*WHAT NEEDS TO BE DONE:* For the data that follows, state how many lines hold the string "ActionConfig", giving the number by itself.

====== ENTRIES SHOWN

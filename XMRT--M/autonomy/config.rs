use std::{
    collections::BTreeSet,
    fs,
    path::{Path, PathBuf},
    time::Duration,
};

use anyhow::{bail, Context, Result};
use serde::Deserialize;
use xmrt_feeds::FeedsConfig;
use xmrt_fusion::{FusionConfig, DEFAULT_TREASURY_RATIO};

use crate::{
    decision::{
        scoring::{ActionCandidate, CriteriaWeights},
        DecisionConfig,
    },
    module::{ActionKind, ComponentSpec},
};

/// Top-level coordinator configuration document.
#[derive(Debug, Clone, Default, Deserialize, PartialEq)]
#[serde(default)]
pub struct CoordinatorConfig {
    /// Decision and allocation tunables.
    pub engine: EngineConfig,
    /// State store backend.
    pub store: StoreConfig,
    /// Log and event sinks.
    pub telemetry: TelemetryConfig,
    /// Telemetry sources.
    pub feeds: FeedsConfig,
    /// Scheduled components. Defaults apply when empty.
    pub components: Vec<ComponentConfig>,
}

/// `[engine]` section.
#[derive(Debug, Clone, Deserialize, PartialEq)]
#[serde(default)]
pub struct EngineConfig {
    /// Treasury share of revenue.
    pub treasury_ratio: f64,
    /// Hash-rate multiplier for mesh-connected participants.
    pub connectivity_bonus: f64,
    /// Maximum reflection passes per decision.
    pub reflection_budget: u32,
    /// Leaders re-scored per reflection pass.
    pub reflection_top_k: usize,
    /// Scale of the reflection adjustment.
    pub reflection_weight: f64,
    /// Memories retrieved per candidate during reflection.
    pub retrieval_limit: usize,
    /// Autonomy level of agents without stored state.
    pub default_autonomy: f64,
    /// Autonomy change after each cycle.
    pub autonomy_step: f64,
    /// Budget for each store, telemetry, or retriever call.
    pub call_timeout_ms: u64,
    /// Cycle records kept in memory per component.
    pub history_limit: usize,
    /// Lifetime of outcome memories; unset keeps them indefinitely.
    pub memory_ttl_seconds: Option<u64>,
    /// Outcome memories kept per component and action.
    pub outcome_history: usize,
    /// Criterion weights.
    pub weights: CriteriaWeights,
}

impl Default for EngineConfig {
    fn default() -> Self {
        Self {
            treasury_ratio: DEFAULT_TREASURY_RATIO,
            connectivity_bonus: 1.10,
            reflection_budget: 1,
            reflection_top_k: 3,
            reflection_weight: 0.25,
            retrieval_limit: 8,
            default_autonomy: 0.85,
            autonomy_step: 0.01,
            call_timeout_ms: 5_000,
            history_limit: 64,
            memory_ttl_seconds: None,
            outcome_history: 16,
            weights: CriteriaWeights::default(),
        }
    }
}

impl EngineConfig {
    /// Per-call timeout.
    #[must_use]
    pub const fn call_timeout(&self) -> Duration {
        Duration::from_millis(self.call_timeout_ms)
    }

    /// Lifetime of outcome memories.
    #[must_use]
    pub fn memory_ttl(&self) -> Option<Duration> {
        self.memory_ttl_seconds.map(Duration::from_secs)
    }

    /// Decision engine settings.
    #[must_use]
    pub fn decision_config(&self) -> DecisionConfig {
        DecisionConfig {
            weights: self.weights,
            reflection_budget: self.reflection_budget,
            reflection_top_k: self.reflection_top_k,
            reflection_weight: self.reflection_weight,
            retrieval_limit: self.retrieval_limit,
            call_timeout: self.call_timeout(),
        }
    }

    /// Leaderboard fusion settings.
    #[must_use]
    pub const fn fusion_config(&self) -> FusionConfig {
        FusionConfig {
            connectivity_bonus: self.connectivity_bonus,
            fetch_timeout: self.call_timeout(),
        }
    }

    fn validate(&self) -> Result<()> {
        if !(0.0..=1.0).contains(&self.treasury_ratio) {
            bail!("engine.treasury_ratio must lie in [0, 1], got {}", self.treasury_ratio);
        }
        if !self.connectivity_bonus.is_finite() || self.connectivity_bonus < 1.0 {
            bail!("engine.connectivity_bonus must be >= 1.0, got {}", self.connectivity_bonus);
        }
        if !(0.0..=1.0).contains(&self.default_autonomy) {
            bail!("engine.default_autonomy must lie in [0, 1]");
        }
        if !self.autonomy_step.is_finite() || !(0.0..=1.0).contains(&self.autonomy_step) {
            bail!("engine.autonomy_step must lie in [0, 1]");
        }
        if self.call_timeout_ms == 0 {
            bail!("engine.call_timeout_ms must be positive");
        }
        if self.history_limit == 0 {
            bail!("engine.history_limit must be positive");
        }
        if self.memory_ttl_seconds == Some(0) {
            bail!("engine.memory_ttl_seconds must be positive when set");
        }
        if self.outcome_history == 0 {
            bail!("engine.outcome_history must be positive");
        }
        self.decision_config()
            .validate()
            .context("engine decision settings")?;
        Ok(())
    }
}

/// Storage backend selector.
#[derive(Debug, Clone, Copy, Default, Deserialize, PartialEq, Eq)]
#[serde(rename_all = "snake_case")]
pub enum StoreBackend {
    /// In-process; nothing survives a restart.
    #[default]
    Memory,
    /// JSON documents under `store.path`.
    File,
}

/// `[store]` section.
#[derive(Debug, Clone, Deserialize, PartialEq, Eq)]
#[serde(default)]
pub struct StoreConfig {
    /// Backend.
    pub backend: StoreBackend,
    /// Root directory of the file backend.
    pub path: PathBuf,
}

impl Default for StoreConfig {
    fn default() -> Self {
        Self {
            backend: StoreBackend::Memory,
            path: PathBuf::from("state"),
        }
    }
}

/// `[telemetry]` section.
#[derive(Debug, Clone, Deserialize, PartialEq, Eq)]
#[serde(default)]
pub struct TelemetryConfig {
    /// JSON-lines log of autonomy records.
    pub log_path: Option<PathBuf>,
    /// JSON-lines mirror of published events.
    pub event_log_path: Option<PathBuf>,
    /// Events retained by the in-memory bus.
    pub event_backlog: usize,
}

impl Default for TelemetryConfig {
    fn default() -> Self {
        Self {
            log_path: None,
            event_log_path: None,
            event_backlog: 256,
        }
    }
}

/// `[[components]]` entry.
#[derive(Debug, Clone, Deserialize, PartialEq)]
pub struct ComponentConfig {
    /// Component id.
    pub id: String,
    /// Seconds between cycle starts.
    pub cycle_interval_seconds: u64,
    /// Action taken when scoring cannot proceed.
    #[serde(default)]
    pub default_action: ActionKind,
    /// Candidate actions in evaluation order.
    #[serde(default)]
    pub actions: Vec<ActionConfig>,
}

/// `[[components.actions]]` entry; unset criteria use the kind's defaults.
#[derive(Debug, Clone, Deserialize, PartialEq)]
pub struct ActionConfig {
    /// Action kind, e.g. `refresh_leaderboard` or `custom:notify`.
    pub kind: ActionKind,
    /// Expected benefit override.
    #[serde(default)]
    pub expected_value: Option<f64>,
    /// Risk override.
    #[serde(default)]
    pub risk: Option<f64>,
    /// Required autonomy override.
    #[serde(default)]
    pub required_autonomy: Option<f64>,
}

impl ActionConfig {
    fn candidate(&self) -> ActionCandidate {
        let mut candidate = ActionCandidate::from_kind(self.kind.clone());
        if let Some(value) = self.expected_value {
            candidate = candidate.with_expected_value(value);
        }
        if let Some(risk) = self.risk {
            candidate = candidate.with_risk(risk);
        }
        if let Some(level) = self.required_autonomy {
            candidate = candidate.with_required_autonomy(level);
        }
        candidate
    }
}

impl ComponentConfig {
    fn with_actions(id: &str, interval: u64, kinds: &[ActionKind]) -> Self {
        Self {
            id: id.to_string(),
            cycle_interval_seconds: interval,
            default_action: ActionKind::Observe,
            actions: kinds
                .iter()
                .map(|kind| ActionConfig {
                    kind: kind.clone(),
                    expected_value: None,
                    risk: None,
                    required_autonomy: None,
                })
                .collect(),
        }
    }

    /// Components scheduled when the document configures none.
    #[must_use]
    pub fn defaults() -> Vec<Self> {
        vec![
            Self::with_actions(
                "leaderboard-agent",
                60,
                &[ActionKind::RefreshLeaderboard, ActionKind::ConsolidateMemory],
            ),
            Self::with_actions(
                "treasury-agent",
                300,
                &[ActionKind::AllocateTreasury, ActionKind::Observe],
            ),
        ]
    }

    /// Registry spec for this component.
    pub fn to_spec(&self) -> Result<ComponentSpec> {
        let spec = self.actions.iter().fold(
            ComponentSpec::new(&self.id, Duration::from_secs(self.cycle_interval_seconds))
                .with_default_action(self.default_action.clone()),
            |spec, action| spec.with_candidate(action.candidate()),
        );
        spec.validate()
            .with_context(|| format!("component {}", self.id))?;
        for candidate in &spec.candidates {
            let criteria = [candidate.expected_value, candidate.risk, candidate.required_autonomy];
            if criteria.iter().any(|v| !v.is_finite()) {
                bail!("component {}: action {} has non-finite criteria", self.id, candidate.kind);
            }
        }
        Ok(spec)
    }
}

impl CoordinatorConfig {
    /// Reads, resolves, and validates the document at `path`.
    ///
    /// Relative store and telemetry paths are taken relative to the
    /// document's directory.
    pub fn load(path: impl AsRef<Path>) -> Result<Self> {
        let path = path.as_ref();
        let raw = fs::read_to_string(path)
            .with_context(|| format!("reading coordinator config {}", path.display()))?;
        let mut config = Self::from_toml_str(&raw)
            .with_context(|| format!("parsing coordinator config {}", path.display()))?;
        if let Some(base) = path.parent() {
            config.resolve_paths(base);
        }
        Ok(config)
    }

    /// Parses and validates a TOML document.
    pub fn from_toml_str(raw: &str) -> Result<Self> {
        let config: Self = toml::from_str(raw).context("invalid coordinator TOML")?;
        config.validate()?;
        Ok(config)
    }

    fn resolve_paths(&mut self, base: &Path) {
        let resolve = |path: &mut PathBuf| {
            if path.is_relative() {
                *path = base.join(&*path);
            }
        };
        resolve(&mut self.store.path);
        if let Some(path) = self.telemetry.log_path.as_mut() {
            resolve(path);
        }
        if let Some(path) = self.telemetry.event_log_path.as_mut() {
            resolve(path);
        }
    }

    /// Validates every section.
    pub fn validate(&self) -> Result<()> {
        self.engine.validate()?;
        self.feeds.validate()?;
        if self.telemetry.event_backlog == 0 {
            bail!("telemetry.event_backlog must be positive");
        }
        let mut seen = BTreeSet::new();
        for component in &self.components {
            if !seen.insert(component.id.as_str()) {
                bail!("component {} is configured twice", component.id);
            }
            component.to_spec()?;
        }
        Ok(())
    }

    /// Configured components, or the defaults when none are configured.
    pub fn component_specs(&self) -> Result<Vec<ComponentSpec>> {
        if self.components.is_empty() {
            ComponentConfig::defaults().iter().map(ComponentConfig::to_spec).collect()
        } else {
            self.components.iter().map(ComponentConfig::to_spec).collect()
        }
    }
}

============

*EXERCISE SOLUTION:* 4